Category: research+sustainability+urbanism+⚐ EN

Review of the paper “Urban land teleconnections” by Karen C. Seto, Anette Reenberg, Christopher G. Boone, Michail Fragkias, Dagmar Haase, Tobias Langanke, Peter Marcotullio, Darla K. Munroe, Branislav Olah and David Simon.

Recently a research paper was published in Proceedings of the National Academy of Sciences (PNAS) concerning the conceptual development of global sustainability, in relation to both urbanization (urban sustainability) and land change. The paper argues that land change and urbanization dynamics are explicitly connected, and suggests “urban land teleconnections” as a new framework for dealing with global sustainability.

Urban Land Teleconnections

“We propose urban land teleconnections as a process-based framework for integrating urbanization and land change, for revealing their linkages and pathways across space and time, and for identifying potential intervention points for sustainability.

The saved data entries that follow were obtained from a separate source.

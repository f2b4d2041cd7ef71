// ============================================================
// Layer 4 — Text Preprocessor
// ============================================================
// Normalises one raw sentence before it reaches the vocabulary.
//
// Book text from Project Gutenberg carries a lot of noise that
// would otherwise end up as separate vocabulary entries:
//   - "Whale", "whale" and "whale," should all be the same word
//   - Chapter numbers and dates are not useful for embeddings
//   - Curly quotes, em-dashes and underscores used for italics
//   - Non-breaking spaces and stray control characters
//
// Cleaning steps (applied in order, in a single pass):
//   1. Lowercase every character
//   2. Map any whitespace or control character to a space
//   3. Drop digits
//   4. Drop punctuation (anything that is not a letter, '_' or space)
//   5. Collapse runs of spaces and trim both ends
//
// Reference: Rust Book §8 (Strings in Rust)

pub struct Preprocessor;

impl Preprocessor {
    pub fn new() -> Self {
        Self
    }

    /// Clean a raw sentence. Returns an empty string when nothing
    /// but punctuation, digits or whitespace was left.
    pub fn clean(&self, text: &str) -> String {
        let mut out        = String::with_capacity(text.len());
        let mut last_space = true;

        for c in text.chars().flat_map(char::to_lowercase) {
            let mapped = match c {
                c if c.is_whitespace() || c.is_control() => Some(' '),
                c if c.is_numeric() => None,
                c if c.is_alphabetic() || c == '_' => Some(c),
                _ => None,
            };

            match mapped {
                Some(' ') => {
                    if !last_space {
                        out.push(' ');
                    }
                    last_space = true;
                }
                Some(c) => {
                    out.push(c);
                    last_space = false;
                }
                None => {}
            }
        }

        // A trailing space can survive when the text ends in whitespace
        if out.ends_with(' ') {
            out.pop();
        }
        out
    }
}

impl Default for Preprocessor {
    fn default() -> Self {
        Self::new()
    }
}
// ============================================================
// Layer 4 — Data Pipeline
// ============================================================
// Everything from a directory of books to tensor batches.
//
//   *.txt books
//       │
//       ▼
//   BookLoader        → strips boilerplate, splits into sentences
//       │
//       ▼
//   Preprocessor      → lowercase, no punctuation or digits
//       │
//       ▼
//   TokenizerStore    → vocabulary (infra layer)
//       │
//       ▼
//   encoder           → fixed-length id sequences with <start>/<end>/<pad>
//       │
//       ▼
//   splitter          → train / validation sentences
//       │
//       ▼
//   windowing         → CBOW or skip-gram (input, target) pairs
//       │
//       ▼
//   WindowDataset     → Burn's Dataset trait
//       │
//       ▼
//   WindowBatcher     → tensors for the training loop
//
// The analogy reader sits alongside: it feeds the evaluator,
// not the model.
//
// Reference: Burn Book §4 (Datasets and Dataloaders)

/// Reads .txt books from a directory
pub mod loader;

/// Cleans raw sentences
pub mod preprocessor;

/// Encodes sentences to fixed-length id sequences
pub mod encoder;

/// Shuffles and splits sentences into train/validation sets
pub mod splitter;

/// CBOW / skip-gram context extraction
pub mod windowing;

/// Implements Burn's Dataset trait for windowed samples
pub mod dataset;

/// Implements Burn's Batcher trait to create tensor batches
pub mod batcher;

/// Reads the analogy JSON used for downstream evaluation
pub mod analogies;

Through the lens of urban land teleconnections, new and surprising diverse urban forms and processes, such as periurbanization, can be better understood and foreseen. The urban land teleconnections concept could also be useful to the wider research community to anticipate implications for global land resource use.”

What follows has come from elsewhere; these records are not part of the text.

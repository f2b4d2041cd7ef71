// ============================================================
// Layer 4 — Window Batcher
// ============================================================
// Implements Burn's Batcher trait: stacks a Vec<WindowSample>
// into tensors on the target device.
//
//   inputs  → [N, W] Int     (W = window length for CBOW, 1 for skip-gram)
//   targets → CBOW:      [N] Int         class id of the centre word
//             Skip-gram: [N, V] Int      multi-hot over the vocabulary
//
// The multi-hot matrix is only materialised here, one batch at a
// time. Storing it per sample would cost V ints per example.
//
// Reference: Burn Book §4 (Batcher)

use burn::{
    data::dataloader::batcher::Batcher,
    prelude::*,
};

use crate::data::dataset::WindowSample;
use crate::data::windowing::Objective;

/// Ground truth for one batch, shaped for the objective's loss.
#[derive(Debug, Clone)]
pub enum BatchTargets<B: Backend> {
    /// Centre word ids — shape: [batch_size]
    Class(Tensor<B, 1, Int>),
    /// 1 where a vocabulary id appears in the context — shape: [batch_size, n_vocab]
    MultiHot(Tensor<B, 2, Int>),
}

#[derive(Debug, Clone)]
pub struct WindowBatch<B: Backend> {
    /// Input word ids — shape: [batch_size, window]
    pub inputs: Tensor<B, 2, Int>,

    pub targets: BatchTargets<B>,

    /// Raw target ids per sample, kept on the host for skip-gram
    /// top-k accuracy.
    pub target_ids: Vec<Vec<u32>>,
}

#[derive(Clone, Debug)]
pub struct WindowBatcher<B: Backend> {
    pub device:    B::Device,
    pub objective: Objective,
    pub n_vocab:   usize,
}

impl<B: Backend> WindowBatcher<B> {
    pub fn new(device: B::Device, objective: Objective, n_vocab: usize) -> Self {
        Self { device, objective, n_vocab }
    }
}

impl<B: Backend> Batcher<B, WindowSample, WindowBatch<B>> for WindowBatcher<B> {
    fn batch(&self, items: Vec<WindowSample>, _device: &B::Device) -> WindowBatch<B> {
        WindowBatcher::batch(self, items)
    }
}

impl<B: Backend> WindowBatcher<B> {
    pub fn batch(&self, items: Vec<WindowSample>) -> WindowBatch<B> {
        let batch_size = items.len();
        // Every sample from one objective has the same input width
        let width      = items[0].inputs.len();

        let input_flat: Vec<i32> = items
            .iter()
            .flat_map(|s| s.inputs.iter().map(|&x| x as i32))
            .collect();

        let inputs = Tensor::<B, 1, Int>::from_ints(
            input_flat.as_slice(), &self.device
        ).reshape([batch_size, width]);

        let targets = match self.objective {
            Objective::Cbow => {
                let centres: Vec<i32> = items
                    .iter()
                    .map(|s| s.targets[0] as i32)
                    .collect();
                BatchTargets::Class(Tensor::<B, 1, Int>::from_ints(
                    centres.as_slice(), &self.device
                ))
            }
            Objective::SkipGram => {
                let multi_hot = multi_hot_rows(&items, self.n_vocab);
                BatchTargets::MultiHot(Tensor::<B, 1, Int>::from_ints(
                    multi_hot.as_slice(), &self.device
                ).reshape([batch_size, self.n_vocab]))
            }
        };

        let target_ids = items.into_iter().map(|s| s.targets).collect();

        WindowBatch { inputs, targets, target_ids }
    }
}

/// Row-major [N, n_vocab] multi-hot encoding of each sample's targets.
/// Ids outside the vocabulary are ignored.
fn multi_hot_rows(items: &[WindowSample], n_vocab: usize) -> Vec<i32> {
    let mut flat = vec![0i32; items.len() * n_vocab];
    for (row, sample) in items.iter().enumerate() {
        for &id in &sample.targets {
            let id = id as usize;
            if id < n_vocab {
                flat[row * n_vocab + id] = 1;
            }
        }
    }
    flat
}

// ─── Unit Tests ───────────────────────────────────────────────────────────────
#[cfg(test)]
mod tests {
    use super::*;
    use burn::backend::NdArray;

    type TestBackend = NdArray;

    fn samples() -> Vec<WindowSample> {
        vec![
            WindowSample { inputs: vec![1, 5], targets: vec![4] },
            WindowSample { inputs: vec![4, 2], targets: vec![5] },
        ]
    }

    #[test]
    fn test_multi_hot_rows() {
        let items = vec![
            WindowSample { inputs: vec![4], targets: vec![1, 5, 5] },
            WindowSample { inputs: vec![5], targets: vec![4, 99] },
        ];
        let flat = multi_hot_rows(&items, 6);
        assert_eq!(flat, vec![
            0, 1, 0, 0, 0, 1,
            0, 0, 0, 0, 1, 0,
        ]);
    }

    #[test]
    fn test_cbow_batch_shapes() {
        let batcher = WindowBatcher::<TestBackend>::new(Default::default(), Objective::Cbow, 8);
        let batch   = batcher.batch(samples());

        assert_eq!(batch.inputs.dims(), [2, 2]);
        match batch.targets {
            BatchTargets::Class(t) => {
                let ids: Vec<i64> = t.into_data().convert::<i64>().to_vec().unwrap();
                assert_eq!(ids, vec![4, 5]);
            }
            BatchTargets::MultiHot(_) => panic!("CBOW batch must carry class targets"),
        }
    }

    #[test]
    fn test_skip_gram_batch_shapes() {
        let items = vec![
            WindowSample { inputs: vec![4], targets: vec![1, 5] },
            WindowSample { inputs: vec![5], targets: vec![4, 2] },
        ];
        let batcher = WindowBatcher::<TestBackend>::new(Default::default(), Objective::SkipGram, 8);
        let batch   = batcher.batch(items);

        assert_eq!(batch.inputs.dims(), [2, 1]);
        assert_eq!(batch.target_ids, vec![vec![1, 5], vec![4, 2]]);
        match batch.targets {
            BatchTargets::MultiHot(t) => {
                assert_eq!(t.dims(), [2, 8]);
                let ones: i64 = t.sum().into_scalar().elem::<i64>();
                assert_eq!(ones, 4);
            }
            BatchTargets::Class(_) => panic!("skip-gram batch must carry multi-hot targets"),
        }
    }
}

More and more people live in the cities. The increasing urbanization is raising many discussions about sustainable planning, and this recently published paper feeds the debate with new inputs. Encouraging a reconsideration of the terms on which we base sustainable policies, the research is widening again our perception of the relationship between the urban field and land. The term “teleconnections” refers to climate science, where it is understood that events have impact over large geographic areas – when the waters of the North Atlantic go through a warm phase, fire incidents increase in the western United States. Just such urban land teleconnections explain the interrelation and invisible bond between urban processes and land use processes, which we must consider when planning our sustainable future. The key to develop strong sustainable planning, is to stop thinking of urban sustainability and land use sustainability as limited to local scale and place, and instead start to take into account the processes and global connections merging urbanization and land use.

“The virtual shrinking of distances between places, strengthening connectivity between distant locations, and growing separation between places of consumption and production are emerging topics in “telecoupled” human–natural systems and tropical teleconnections of deforestation [...] In an increasingly urban world, characterized by global flows of commodities, capital, and people, where land that provides goods and ecosystems services for people is becoming more segregated from the space of habitation, teleconnections captures links between distant processes and places, and can be used to explore consequences of urbanization and land changes at great distances from points of origin that would otherwise go unrecognized.”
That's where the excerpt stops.